Department of Chemistry, University of Chicago, Chicago, Illinois 60637, USA.
J Phys Chem B. 2010 Nov 18;114(45):14194-9. doi: 10.1021/jp908572m. Epub 2010 Feb 12.
Cation free radicals of bacteriochlorophyll (BChl(+)) are formed in the light harvesting complex 1 (LH1) of photosynthetic bacteria upon oxidation by potassium ferricyanide. Unusually narrow EPR line widths are observed for BChl(+) in the frozen state. These narrow line widths are consistent with a molecular-wire behavior where rapid electron/hole transfer occurs between the BChl constituents of the pigment array responsible for light harvesting in bacterial photosynthesis. However, in addition to electron/hole transfer, two distinct types of spin-spin exchange could contribute the EPR line width narrowing, thus obfuscating the determination of LH1 as a molecular wire. First, because excess ferricyanide ion is always present during the EPR measurements, electron spin-spin interactions between the paramagnetic ferricyanide and BChl(+) could be a major source of the EPR line width changes previously attributed solely to electron/hole hopping within the array of BChl molecules in a LH1 unit. Fixing the potential of the ferricyanide/ferrocyanide redox couple gives a constant concentration of paramagnetic iron as the amount of BChl oxidized in LH1 changes. As long as the fraction of oxidized BChl in LH1 remains the same, the EPR line width is found independent of the concentration of the ferricyanide oxidant.

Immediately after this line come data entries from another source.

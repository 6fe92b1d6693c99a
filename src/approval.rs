//! 审批门：人审截获与处置
//!
//! 每个 call id 的状态机：unseen -> pending -> resolved。工具名注册了 ApprovalConfig 的调用
//! 首次出现时生成 pending ApprovalRecord（含人类可读描述）并中止该调用的执行，记录由外部
//! 调度器呈现给人审边界；处置（Disposition）从外部到达后按配置校验合法性，不合法的处置
//! 是显式拒绝而非静默跳过，记录保持 pending。同一回合内多个被门控的调用相互独立，
//! 可按任意顺序处置。

use std::collections::HashMap;

use serde::{Deserialize, Serialize};
use serde_json::Value;

use crate::core::state::ToolCallRequest;
use crate::core::AgentError;

/// 审批描述的默认前缀
pub const DEFAULT_MESSAGE_PREFIX: &str = "Tool execution requires approval";

/// 每个工具名一份：声明哪些处置方式合法
#[derive(Clone, Copy, Debug, Serialize, Deserialize)]
pub struct ApprovalConfig {
    pub allow_ignore: bool,
    pub allow_respond: bool,
    pub allow_edit: bool,
    pub allow_accept: bool,
}

impl Default for ApprovalConfig {
    /// 默认允许 accept / edit / respond，不允许 ignore
    fn default() -> Self {
        Self {
            allow_ignore: false,
            allow_respond: true,
            allow_edit: true,
            allow_accept: true,
        }
    }
}

impl ApprovalConfig {
    /// 仅允许 accept（最严格的放行配置）
    pub fn accept_only() -> Self {
        Self {
            allow_ignore: false,
            allow_respond: false,
            allow_edit: false,
            allow_accept: true,
        }
    }
}

/// 人审处置：ignore 丢弃调用 / accept 原样执行 / edit 换参执行 / respond 人类文本直接作为工具结果
#[derive(Clone, Debug, Serialize, Deserialize)]
#[serde(tag = "type", rename_all = "snake_case")]
pub enum Disposition {
    Ignore,
    Accept,
    Edit { args: Value },
    Respond { text: String },
}

impl Disposition {
    pub fn label(&self) -> &'static str {
        match self {
            Disposition::Ignore => "ignore",
            Disposition::Accept => "accept",
            Disposition::Edit { .. } => "edit",
            Disposition::Respond { .. } => "respond",
        }
    }
}

/// 审批记录状态
#[derive(Clone, Copy, Debug, PartialEq, Eq, Serialize, Deserialize)]
#[serde(rename_all = "snake_case")]
pub enum ApprovalStatus {
    Pending,
    Resolved,
}

/// 一次被截获调用的审批记录；处置完成且效果合并后即从 pending 集合移除，
/// 翻成 resolved 的副本随 TurnOutcome 交还外部调度器留痕
#[derive(Clone, Debug, Serialize, Deserialize)]
pub struct ApprovalRecord {
    pub tool_name: String,
    pub arguments: Value,
    pub config: ApprovalConfig,
    pub description: String,
    pub status: ApprovalStatus,
}

impl ApprovalRecord {
    /// 处置完成后的记录副本（状态翻到 resolved）
    pub fn resolve(&self) -> ApprovalRecord {
        let mut record = self.clone();
        record.status = ApprovalStatus::Resolved;
        record
    }
}

/// 审批门：按工具名查配置，生成记录并校验处置合法性
#[derive(Clone, Debug, Default)]
pub struct ApprovalGate {
    configs: HashMap<String, ApprovalConfig>,
    message_prefix: String,
}

impl ApprovalGate {
    pub fn new(configs: HashMap<String, ApprovalConfig>) -> Self {
        Self {
            configs,
            message_prefix: DEFAULT_MESSAGE_PREFIX.to_string(),
        }
    }

    /// 无门控（子智能体运行用：嵌套运行一跑到底，不设人审暂停点）
    pub fn empty() -> Self {
        Self::new(HashMap::new())
    }

    pub fn with_message_prefix(mut self, prefix: impl Into<String>) -> Self {
        self.message_prefix = prefix.into();
        self
    }

    pub fn is_gated(&self, tool_name: &str) -> bool {
        self.configs.contains_key(tool_name)
    }

    /// 截获调用，生成 pending 记录（描述 = 前缀 + 工具名 + 参数）
    pub fn park(&self, call: &ToolCallRequest) -> ApprovalRecord {
        let config = self.configs.get(&call.tool).copied().unwrap_or_default();
        let description = format!(
            "{}\n\nTool: {}\nArgs: {}",
            self.message_prefix, call.tool, call.args
        );
        tracing::info!(call_id = %call.id, tool = %call.tool, "approval pending");
        ApprovalRecord {
            tool_name: call.tool.clone(),
            arguments: call.args.clone(),
            config,
            description,
            status: ApprovalStatus::Pending,
        }
    }

    /// 校验处置是否被该记录的配置允许；不允许返回 IllegalDisposition
    pub fn authorize(
        record: &ApprovalRecord,
        disposition: &Disposition,
    ) -> Result<(), AgentError> {
        let allowed = match disposition {
            Disposition::Ignore => record.config.allow_ignore,
            Disposition::Accept => record.config.allow_accept,
            Disposition::Edit { .. } => record.config.allow_edit,
            Disposition::Respond { .. } => record.config.allow_respond,
        };
        if allowed {
            Ok(())
        } else {
            Err(AgentError::IllegalDisposition {
                tool: record.tool_name.clone(),
                disposition: disposition.label().to_string(),
            })
        }
    }
}

#[cfg(test)]
mod tests {
    use super::*;
    use serde_json::json;

    fn gate_with(tool: &str, config: ApprovalConfig) -> ApprovalGate {
        let mut configs = HashMap::new();
        configs.insert(tool.to_string(), config);
        ApprovalGate::new(configs)
    }

    #[test]
    fn test_park_builds_description() {
        let gate = gate_with("write_file", ApprovalConfig::default());
        let call = ToolCallRequest::new("write_file", json!({"file_path": "a.txt"}));
        let record = gate.park(&call);
        assert_eq!(record.status, ApprovalStatus::Pending);
        assert!(record.description.starts_with(DEFAULT_MESSAGE_PREFIX));
        assert!(record.description.contains("Tool: write_file"));
        assert!(record.description.contains("a.txt"));
    }

    #[test]
    fn test_custom_message_prefix() {
        let gate = gate_with("shell", ApprovalConfig::default())
            .with_message_prefix("Needs a human");
        let record = gate.park(&ToolCallRequest::new("shell", json!({})));
        assert!(record.description.starts_with("Needs a human"));
    }

    #[test]
    fn test_authorize_rejects_disallowed() {
        let gate = gate_with("write_file", ApprovalConfig::accept_only());
        let record = gate.park(&ToolCallRequest::new("write_file", json!({})));

        assert!(ApprovalGate::authorize(&record, &Disposition::Accept).is_ok());
        let err = ApprovalGate::authorize(
            &record,
            &Disposition::Respond {
                text: "no".to_string(),
            },
        )
        .unwrap_err();
        assert!(matches!(err, AgentError::IllegalDisposition { .. }));
    }

    #[test]
    fn test_ignore_only_config() {
        let config = ApprovalConfig {
            allow_ignore: true,
            allow_respond: false,
            allow_edit: false,
            allow_accept: false,
        };
        let gate = gate_with("shell", config);
        let record = gate.park(&ToolCallRequest::new("shell", json!({})));
        assert!(ApprovalGate::authorize(&record, &Disposition::Ignore).is_ok());
        assert!(ApprovalGate::authorize(&record, &Disposition::Accept).is_err());
    }
}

Additionally, the trend in EPR line width as a function of temperatures depends only on the fraction of oxidized BChl and not on the concentration of ferricyanide ion. Second, spin-spin exchange interactions between BChl(+)s within LH1 rings could also change the EPR line width. Using LH1 preparations containing at most a few BChl cations per LH1 complex also eliminates the occurrence of significant electron spin-spin exchange as a cause of the observed line width narrowing in minimally oxidized LH1. This investigation of the two types of electron spin-spin exchange interactions demonstrates (1) that electron/hole hopping can take place in oxidized LH1 without involvement of paramagnetic ferricyanide or spin-spin exchange between BChl(+)s and (2) that LH1 maintains a molecular-wire nature at cryogenic temperatures.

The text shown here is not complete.